Exercise: Below are records. Return each one exactly as written.

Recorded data
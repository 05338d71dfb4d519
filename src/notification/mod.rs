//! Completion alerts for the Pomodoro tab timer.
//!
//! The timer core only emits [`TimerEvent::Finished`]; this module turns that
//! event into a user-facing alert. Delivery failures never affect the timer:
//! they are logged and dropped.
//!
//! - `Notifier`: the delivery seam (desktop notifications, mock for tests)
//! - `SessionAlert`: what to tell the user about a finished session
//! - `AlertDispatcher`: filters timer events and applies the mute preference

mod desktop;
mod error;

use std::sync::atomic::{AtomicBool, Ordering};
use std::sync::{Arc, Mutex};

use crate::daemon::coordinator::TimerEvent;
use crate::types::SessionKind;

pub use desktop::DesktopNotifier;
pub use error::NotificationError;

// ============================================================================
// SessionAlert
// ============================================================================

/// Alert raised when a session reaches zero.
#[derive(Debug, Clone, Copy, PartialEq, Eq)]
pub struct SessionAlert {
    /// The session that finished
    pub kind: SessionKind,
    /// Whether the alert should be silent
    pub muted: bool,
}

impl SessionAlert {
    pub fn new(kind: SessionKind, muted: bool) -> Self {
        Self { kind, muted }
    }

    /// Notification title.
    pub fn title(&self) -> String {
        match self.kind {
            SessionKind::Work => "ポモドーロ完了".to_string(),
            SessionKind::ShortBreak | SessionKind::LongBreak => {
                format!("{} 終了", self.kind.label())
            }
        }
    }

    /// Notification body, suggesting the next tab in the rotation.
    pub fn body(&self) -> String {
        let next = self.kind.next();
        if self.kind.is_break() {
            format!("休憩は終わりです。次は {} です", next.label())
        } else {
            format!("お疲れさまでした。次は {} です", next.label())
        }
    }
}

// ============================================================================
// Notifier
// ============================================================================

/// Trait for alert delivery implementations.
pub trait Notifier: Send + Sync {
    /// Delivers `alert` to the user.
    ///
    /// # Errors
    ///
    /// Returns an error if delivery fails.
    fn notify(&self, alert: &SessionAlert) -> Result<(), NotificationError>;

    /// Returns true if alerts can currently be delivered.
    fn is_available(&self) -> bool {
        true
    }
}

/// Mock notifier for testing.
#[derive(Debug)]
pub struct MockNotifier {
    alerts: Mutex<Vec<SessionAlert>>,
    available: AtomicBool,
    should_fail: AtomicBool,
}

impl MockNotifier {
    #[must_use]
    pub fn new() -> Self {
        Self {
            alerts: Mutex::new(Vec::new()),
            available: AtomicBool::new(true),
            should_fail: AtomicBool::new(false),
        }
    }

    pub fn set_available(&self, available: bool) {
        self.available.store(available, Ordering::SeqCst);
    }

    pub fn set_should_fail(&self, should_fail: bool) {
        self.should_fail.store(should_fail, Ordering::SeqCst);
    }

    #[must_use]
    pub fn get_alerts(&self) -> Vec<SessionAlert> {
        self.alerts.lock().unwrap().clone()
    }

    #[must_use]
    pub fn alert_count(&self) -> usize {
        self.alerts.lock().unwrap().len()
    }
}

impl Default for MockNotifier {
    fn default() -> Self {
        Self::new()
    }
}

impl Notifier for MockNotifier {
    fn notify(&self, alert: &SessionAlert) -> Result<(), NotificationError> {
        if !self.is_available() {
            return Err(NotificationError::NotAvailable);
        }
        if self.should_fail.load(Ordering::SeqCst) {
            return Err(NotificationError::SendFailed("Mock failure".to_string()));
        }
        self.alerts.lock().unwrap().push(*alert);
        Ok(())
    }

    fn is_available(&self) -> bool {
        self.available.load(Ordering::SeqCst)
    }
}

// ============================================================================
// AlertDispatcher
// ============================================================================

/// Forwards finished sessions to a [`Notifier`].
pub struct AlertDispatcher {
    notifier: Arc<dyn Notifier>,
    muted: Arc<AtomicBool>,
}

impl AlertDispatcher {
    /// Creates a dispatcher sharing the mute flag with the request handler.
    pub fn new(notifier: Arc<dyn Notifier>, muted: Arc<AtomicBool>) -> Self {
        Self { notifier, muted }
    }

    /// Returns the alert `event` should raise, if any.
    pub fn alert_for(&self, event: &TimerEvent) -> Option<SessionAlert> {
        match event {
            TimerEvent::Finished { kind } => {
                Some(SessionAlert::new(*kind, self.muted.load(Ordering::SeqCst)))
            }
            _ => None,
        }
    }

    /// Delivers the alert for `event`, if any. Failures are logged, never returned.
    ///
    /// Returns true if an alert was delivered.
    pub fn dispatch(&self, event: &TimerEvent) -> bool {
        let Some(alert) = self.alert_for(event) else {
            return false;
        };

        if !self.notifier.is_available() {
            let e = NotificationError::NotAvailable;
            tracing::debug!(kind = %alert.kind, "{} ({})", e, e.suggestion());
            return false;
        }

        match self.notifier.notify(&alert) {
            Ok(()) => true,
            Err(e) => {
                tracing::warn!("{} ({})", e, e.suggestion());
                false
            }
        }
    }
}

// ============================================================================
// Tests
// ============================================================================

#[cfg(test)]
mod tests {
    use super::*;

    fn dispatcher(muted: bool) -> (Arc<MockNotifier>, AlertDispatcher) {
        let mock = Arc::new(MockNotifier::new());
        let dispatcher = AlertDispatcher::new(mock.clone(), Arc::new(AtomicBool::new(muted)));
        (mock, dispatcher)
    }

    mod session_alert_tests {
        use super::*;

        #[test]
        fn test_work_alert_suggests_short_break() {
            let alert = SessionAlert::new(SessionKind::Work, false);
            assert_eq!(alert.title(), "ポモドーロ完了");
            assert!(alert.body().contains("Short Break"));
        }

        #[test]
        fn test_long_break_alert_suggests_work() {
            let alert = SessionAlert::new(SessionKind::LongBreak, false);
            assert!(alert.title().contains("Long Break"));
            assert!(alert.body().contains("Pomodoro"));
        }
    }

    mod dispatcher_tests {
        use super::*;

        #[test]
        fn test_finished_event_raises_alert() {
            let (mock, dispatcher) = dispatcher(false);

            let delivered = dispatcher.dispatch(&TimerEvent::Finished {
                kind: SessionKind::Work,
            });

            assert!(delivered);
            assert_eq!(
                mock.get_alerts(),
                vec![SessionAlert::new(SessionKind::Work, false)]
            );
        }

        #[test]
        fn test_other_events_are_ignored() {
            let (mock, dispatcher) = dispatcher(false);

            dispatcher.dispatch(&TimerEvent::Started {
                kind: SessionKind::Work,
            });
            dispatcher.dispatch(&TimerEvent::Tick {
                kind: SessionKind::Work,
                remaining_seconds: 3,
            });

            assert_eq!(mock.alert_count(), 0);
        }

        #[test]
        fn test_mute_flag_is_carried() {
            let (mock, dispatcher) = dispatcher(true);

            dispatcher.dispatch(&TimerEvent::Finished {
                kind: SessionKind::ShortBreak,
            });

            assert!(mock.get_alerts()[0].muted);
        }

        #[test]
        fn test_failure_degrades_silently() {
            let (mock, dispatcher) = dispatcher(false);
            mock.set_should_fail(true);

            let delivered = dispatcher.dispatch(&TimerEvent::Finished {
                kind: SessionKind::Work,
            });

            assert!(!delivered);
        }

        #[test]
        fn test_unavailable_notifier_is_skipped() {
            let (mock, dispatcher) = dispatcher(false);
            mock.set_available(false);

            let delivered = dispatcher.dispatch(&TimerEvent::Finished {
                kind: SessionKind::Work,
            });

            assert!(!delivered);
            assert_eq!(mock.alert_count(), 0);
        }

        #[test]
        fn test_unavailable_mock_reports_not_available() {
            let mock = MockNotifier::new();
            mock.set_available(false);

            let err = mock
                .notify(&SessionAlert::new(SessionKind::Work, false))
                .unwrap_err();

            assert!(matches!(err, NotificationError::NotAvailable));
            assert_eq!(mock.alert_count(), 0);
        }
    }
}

Response to this task:
repository 05338d71dfb4d519
filename src/notification/mod.rs
//! Completion alerts for the Pomodoro tab timer.
//!
//! The timer core only emits [`TimerEvent::Finished`]; this module turns that
//! event into a user-facing alert. Delivery failures never affect the timer:
//! they are logged and dropped.
//!
//! - `Notifier`: the delivery seam (desktop notifications, mock for tests)
//! - `SessionAlert`: what to tell the user about a finished session
//! - `AlertDispatcher`: filters timer events and applies the mute preference

mod desktop;
mod error;

use std::sync::atomic::{AtomicBool, Ordering};
use std::sync::{Arc, Mutex};

use crate::daemon::coordinator::TimerEvent;
use crate::types::SessionKind;

pub use desktop::DesktopNotifier;
pub use error::NotificationError;

// ============================================================================
// SessionAlert
// ============================================================================

/// Alert raised when a session reaches zero.
#[derive(Debug, Clone, Copy, PartialEq, Eq)]
pub struct SessionAlert {
    /// The session that finished
    pub kind: SessionKind,
    /// Whether the alert should be silent
    pub muted: bool,
}

impl SessionAlert {
    pub fn new(kind: SessionKind, muted: bool) -> Self {
        Self { kind, muted }
    }

    /// Notification title.
    pub fn title(&self) -> String {
        match self.kind {
            SessionKind::Work => "ポモドーロ完了".to_string(),
            SessionKind::ShortBreak | SessionKind::LongBreak => {
                format!("{} 終了", self.kind.label())
            }
        }
    }

    /// Notification body, suggesting the next tab in the rotation.
    pub fn body(&self) -> String {
        let next = self.kind.next();
        if self.kind.is_break() {
            format!("休憩は終わりです。次は {} です", next.label())
        } else {
            format!("お疲れさまでした。次は {} です", next.label())
        }
    }
}

// ============================================================================
// Notifier
// ============================================================================

/// Trait for alert delivery implementations.
pub trait Notifier: Send + Sync {
    /// Delivers `alert` to the user.
    ///
    /// # Errors
    ///
    /// Returns an error if delivery fails.
    fn notify(&self, alert: &SessionAlert) -> Result<(), NotificationError>;

    /// Returns true if alerts can currently be delivered.
    fn is_available(&self) -> bool {
        true
    }
}

/// Mock notifier for testing.
#[derive(Debug)]
pub struct MockNotifier {
    alerts: Mutex<Vec<SessionAlert>>,
    available: AtomicBool,
    should_fail: AtomicBool,
}

impl MockNotifier {
    #[must_use]
    pub fn new() -> Self {
        Self {
            alerts: Mutex::new(Vec::new()),
            available: AtomicBool::new(true),
            should_fail: AtomicBool::new(false),
        }
    }

    pub fn set_available(&self, available: bool) {
        self.available.store(available, Ordering::SeqCst);
    }

    pub fn set_should_fail(&self, should_fail: bool) {
        self.should_fail.store(should_fail, Ordering::SeqCst);
    }

    #[must_use]
    pub fn get_alerts(&self) -> Vec<SessionAlert> {
        self.alerts.lock().unwrap().clone()
    }

    #[must_use]
    pub fn alert_count(&self) -> usize {
        self.alerts.lock().unwrap().len()
    }
}

impl Default for MockNotifier {
    fn default() -> Self {
        Self::new()
    }
}

impl Notifier for MockNotifier {
    fn notify(&self, alert: &SessionAlert) -> Result<(), NotificationError> {
        if !self.is_available() {
            return Err(NotificationError::NotAvailable);
        }
        if self.should_fail.load(Ordering::SeqCst) {
            return Err(NotificationError::SendFailed("Mock failure".to_string()));
        }
        self.alerts.lock().unwrap().push(*alert);
        Ok(())
    }

    fn is_available(&self) -> bool {
        self.available.load(Ordering::SeqCst)
    }
}

// ============================================================================
// AlertDispatcher
// ============================================================================

/// Forwards finished sessions to a [`Notifier`].
pub struct AlertDispatcher {
    notifier: Arc<dyn Notifier>,
    muted: Arc<AtomicBool>,
}

impl AlertDispatcher {
    /// Creates a dispatcher sharing the mute flag with the request handler.
    pub fn new(notifier: Arc<dyn Notifier>, muted: Arc<AtomicBool>) -> Self {
        Self { notifier, muted }
    }

    /// Returns the alert `event` should raise, if any.
    pub fn alert_for(&self, event: &TimerEvent) -> Option<SessionAlert> {
        match event {
            TimerEvent::Finished { kind } => {
                Some(SessionAlert::new(*kind, self.muted.load(Ordering::SeqCst)))
            }
            _ => None,
        }
    }

    /// Delivers the alert for `event`, if any. Failures are logged, never returned.
    ///
    /// Returns true if an alert was delivered.
    pub fn dispatch(&self, event: &TimerEvent) -> bool {
        let Some(alert) = self.alert_for(event) else {
            return false;
        };

        if !self.notifier.is_available() {
            let e = NotificationError::NotAvailable;
            tracing::debug!(kind = %alert.kind, "{} ({})", e, e.suggestion());
            return false;
        }

        match self.notifier.notify(&alert) {
            Ok(()) => true,
            Err(e) => {
                tracing::warn!("{} ({})", e, e.suggestion());
                false
            }
        }
    }
}

// ============================================================================
// Tests
// ============================================================================

#[cfg(test)]
mod tests {
    use super::*;

    fn dispatcher(muted: bool) -> (Arc<MockNotifier>, AlertDispatcher) {
        let mock = Arc::new(MockNotifier::new());
        let dispatcher = AlertDispatcher::new(mock.clone(), Arc::new(AtomicBool::new(muted)));
        (mock, dispatcher)
    }

    mod session_alert_tests {
        use super::*;

        #[test]
        fn test_work_alert_suggests_short_break() {
            let alert = SessionAlert::new(SessionKind::Work, false);
            assert_eq!(alert.title(), "ポモドーロ完了");
            assert!(alert.body().contains("Short Break"));
        }

        #[test]
        fn test_long_break_alert_suggests_work() {
            let alert = SessionAlert::new(SessionKind::LongBreak, false);
            assert!(alert.title().contains("Long Break"));
            assert!(alert.body().contains("Pomodoro"));
        }
    }

    mod dispatcher_tests {
        use super::*;

        #[test]
        fn test_finished_event_raises_alert() {
            let (mock, dispatcher) = dispatcher(false);

            let delivered = dispatcher.dispatch(&TimerEvent::Finished {
                kind: SessionKind::Work,
            });

            assert!(delivered);
            assert_eq!(
                mock.get_alerts(),
                vec![SessionAlert::new(SessionKind::Work, false)]
            );
        }

        #[test]
        fn test_other_events_are_ignored() {
            let (mock, dispatcher) = dispatcher(false);

            dispatcher.dispatch(&TimerEvent::Started {
                kind: SessionKind::Work,
            });
            dispatcher.dispatch(&TimerEvent::Tick {
                kind: SessionKind::Work,
                remaining_seconds: 3,
            });

            assert_eq!(mock.alert_count(), 0);
        }

        #[test]
        fn test_mute_flag_is_carried() {
            let (mock, dispatcher) = dispatcher(true);

            dispatcher.dispatch(&TimerEvent::Finished {
                kind: SessionKind::ShortBreak,
            });

            assert!(mock.get_alerts()[0].muted);
        }

        #[test]
        fn test_failure_degrades_silently() {
            let (mock, dispatcher) = dispatcher(false);
            mock.set_should_fail(true);

            let delivered = dispatcher.dispatch(&TimerEvent::Finished {
                kind: SessionKind::Work,
            });

            assert!(!delivered);
        }

        #[test]
        fn test_unavailable_notifier_is_skipped() {
            let (mock, dispatcher) = dispatcher(false);
            mock.set_available(false);

            let delivered = dispatcher.dispatch(&TimerEvent::Finished {
                kind: SessionKind::Work,
            });

            assert!(!delivered);
            assert_eq!(mock.alert_count(), 0);
        }

        #[test]
        fn test_unavailable_mock_reports_not_available() {
            let mock = MockNotifier::new();
            mock.set_available(false);

            let err = mock
                .notify(&SessionAlert::new(SessionKind::Work, false))
                .unwrap_err();

            assert!(matches!(err, NotificationError::NotAvailable));
            assert_eq!(mock.alert_count(), 0);
        }
    }
}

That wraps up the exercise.